L’usage du tabac réduirait aussi considérablement l’efficacité des inhibiteurs d’aromatase, un traitement très commun pour soigner le cancer su sein, surtout chez les femmes ménopausées. C’est ce que démontrent Mia Persson et ses collègues dans l’édition du 26 juillet 2016 du British Journal of Cancer. Leur étude menée auprès d’environ 1000 femmes montre que les fumeuses de plus de 50 ans traitées avec des inhibiteurs d’aromatase étaient plus susceptibles d’avoir une récidive de cancer et des métastases, et de mourir.

Un impact marqué sur la flore bactérienne

Le tabagisme a aussi des effets moins dramatiques, du moins à court terme : il modifie notamment les bactéries naturellement présentes dans la bouche. C’est ce que confirme une étude d’envergure réalisée par Jing Wu et son équipe, publiée le 25 mars 2016 dans l’International Society for Microbial Ecology Journal. Parmi les 1204 adultes étudiés par le laboratoire, les chercheurs ont noté des différences pour un peu plus de 200 bactéries buccales entre fumeurs et non-fumeurs. Les fumeurs avaient, de manière statistiquement significative, moins de bactéries potentiellement impliquées dans la dégradation de certains composés toxiques et davantage de bactéries connues pour leur implication dans la formation de caries.
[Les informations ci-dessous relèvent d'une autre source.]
use svg::Document;
use svg::node::element::{Circle as SvgCircle, Group, Rectangle, Text, Title};

use crate::entities::Layout;
use crate::io::svg::svg_util::SvgDrawOptions;

/// Renders a layout to an SVG document for human inspection.
/// Rendering is strictly read-only: nothing flows back into the layout.
pub fn layout_to_svg(layout: &Layout, options: SvgDrawOptions, title: &str) -> Document {
    let container = &layout.container;
    let vbox = container.bbox().scale(1.10);
    let theme = &options.theme;

    let stroke_width =
        f32::min(vbox.width(), vbox.height()) * 0.001 * theme.stroke_width_multiplier;

    let label = {
        //print some information above the left top of the container
        let bbox = container.bbox();
        let label_content = format!(
            "width: {:.3} | depth: {:.3} | density: {:.3}% | {}",
            container.width,
            container.depth,
            layout.density() * 100.0,
            title,
        );
        Text::new(label_content)
            .set("x", bbox.x_min)
            .set(
                "y",
                bbox.y_min - 0.5 * 0.025 * f32::min(bbox.width(), bbox.height()),
            )
            .set("font-size", f32::min(bbox.width(), bbox.height()) * 0.025)
            .set("font-family", "monospace")
            .set("font-weight", "500")
    };

    let container_group = {
        let bbox = container.bbox();
        let title = Title::new(format!(
            "container, width: {:.3}, depth: {:.3}, max weight: {:.3}",
            container.width, container.depth, container.max_weight
        ));

        Group::new().set("id", "container").add(
            Rectangle::new()
                .set("x", bbox.x_min)
                .set("y", bbox.y_min)
                .set("width", bbox.width())
                .set("height", bbox.height())
                .set("fill", "none")
                .set("stroke", format!("{}", theme.container_stroke))
                .set("stroke-width", 2.0 * stroke_width)
                .add(title),
        )
    };

    let balance_zone_group = match options.draw_balance_zone {
        false => None,
        true => {
            let zone = container.balance_zone();
            let zone_group = Group::new().set("id", "balance_zone").add(
                Rectangle::new()
                    .set("x", zone.x_min)
                    .set("y", zone.y_min)
                    .set("width", zone.width())
                    .set("height", zone.height())
                    .set("fill", "none")
                    .set("stroke", format!("{}", theme.balance_zone_stroke))
                    .set("stroke-width", stroke_width)
                    .set("stroke-dasharray", format!("{}", 5.0 * stroke_width))
                    .set("stroke-linecap", "round")
                    .add(Title::new("zone in which the weighted centroid must lie")),
            );
            Some(zone_group)
        }
    };

    let cylinders_group = {
        let mut cylinders_group = Group::new().set("id", "cylinders");
        for (i, placed) in layout.placed.iter().enumerate() {
            let title = Title::new(format!(
                "cylinder {}, radius: {:.3}, weight: {:.3}",
                i, placed.radius, placed.weight
            ));
            cylinders_group = cylinders_group.add(
                SvgCircle::new()
                    .set("cx", placed.center.0)
                    .set("cy", placed.center.1)
                    .set("r", placed.radius)
                    .set("fill", format!("{}", theme.cylinder_fill))
                    .set("fill-opacity", "0.7")
                    .set("stroke", format!("{}", theme.cylinder_stroke))
                    .set("stroke-width", stroke_width)
                    .add(title),
            );
            if options.label_cylinders {
                cylinders_group = cylinders_group.add(
                    Text::new(format!("{i}"))
                        .set("x", placed.center.0)
                        .set("y", placed.center.1)
                        .set("text-anchor", "middle")
                        .set("dominant-baseline", "central")
                        .set("font-size", placed.radius * 0.5)
                        .set("font-family", "monospace"),
                );
            }
        }
        cylinders_group
    };

    let centroid_group = match options.draw_centroid {
        false => None,
        true => {
            let centroid = layout.centroid();
            let centroid_group = Group::new().set("id", "centroid").add(
                SvgCircle::new()
                    .set("cx", centroid.0)
                    .set("cy", centroid.1)
                    .set("r", 2.0 * stroke_width)
                    .set("fill", format!("{}", theme.centroid_fill))
                    .add(Title::new("weighted centroid of the layout")),
            );
            Some(centroid_group)
        }
    };

    let vbox_svg = (vbox.x_min, vbox.y_min, vbox.width(), vbox.height());

    let optionals = [balance_zone_group, centroid_group]
        .into_iter()
        .flatten()
        .fold(Group::new().set("id", "optionals"), |g, opt| g.add(opt));

    Document::new()
        .set("viewBox", vbox_svg)
        .add(container_group)
        .add(cylinders_group)
        .add(optionals)
        .add(label)
}
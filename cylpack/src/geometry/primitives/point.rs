use crate::geometry::geo_traits::DistanceTo;

/// Geometric primitive representing a point
#[derive(Clone, Debug, PartialEq, Copy)]
pub struct Point(pub f32, pub f32);

impl Point {
    pub fn x(&self) -> f32 {
        self.0
    }

    pub fn y(&self) -> f32 {
        self.1
    }

    /// Returns a copy of this point, translated by `(dx, dy)`.
    pub fn translate(&self, dx: f32, dy: f32) -> Point {
        Point(self.0 + dx, self.1 + dy)
    }
}

impl DistanceTo<Point> for Point {
    fn distance(&self, other: &Point) -> f32 {
        self.sq_distance(other).sqrt()
    }

    fn sq_distance(&self, other: &Point) -> f32 {
        (self.0 - other.0).powi(2) + (self.1 - other.1).powi(2)
    }
}

impl From<Point> for (f32, f32) {
    fn from(p: Point) -> Self {
        (p.0, p.1)
    }
}

impl From<(f32, f32)> for Point {
    fn from(p: (f32, f32)) -> Self {
        Point(p.0, p.1)
    }
}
Le groupe de Laura Crotty Alexander a découvert, quant à lui, que la fumée de cigarette a un effet sur la virulence du Staphylococcus aureus résistant à la méticilline ou SARM, une bactérie responsable des pneumonies résistantes à certains antibiotiques. On sait déjà que fumer affaiblit le corps face aux infections, rappellent les chercheurs. Leurs résultats montrent que les toxines du tabac rendent aussi les bactéries plus résistantes aux attaques du système immunitaire, rapportent-ils dans l’édition de juin 2015 d’Infection and Immunity. En effet, en laboratoire, des SARM dopées à la fumée de tabac ont tué quatre fois plus de souris que leurs cousines « naturelles ». Comme quoi, fumer du tabac entraîne bien plus que des cancers du poumon!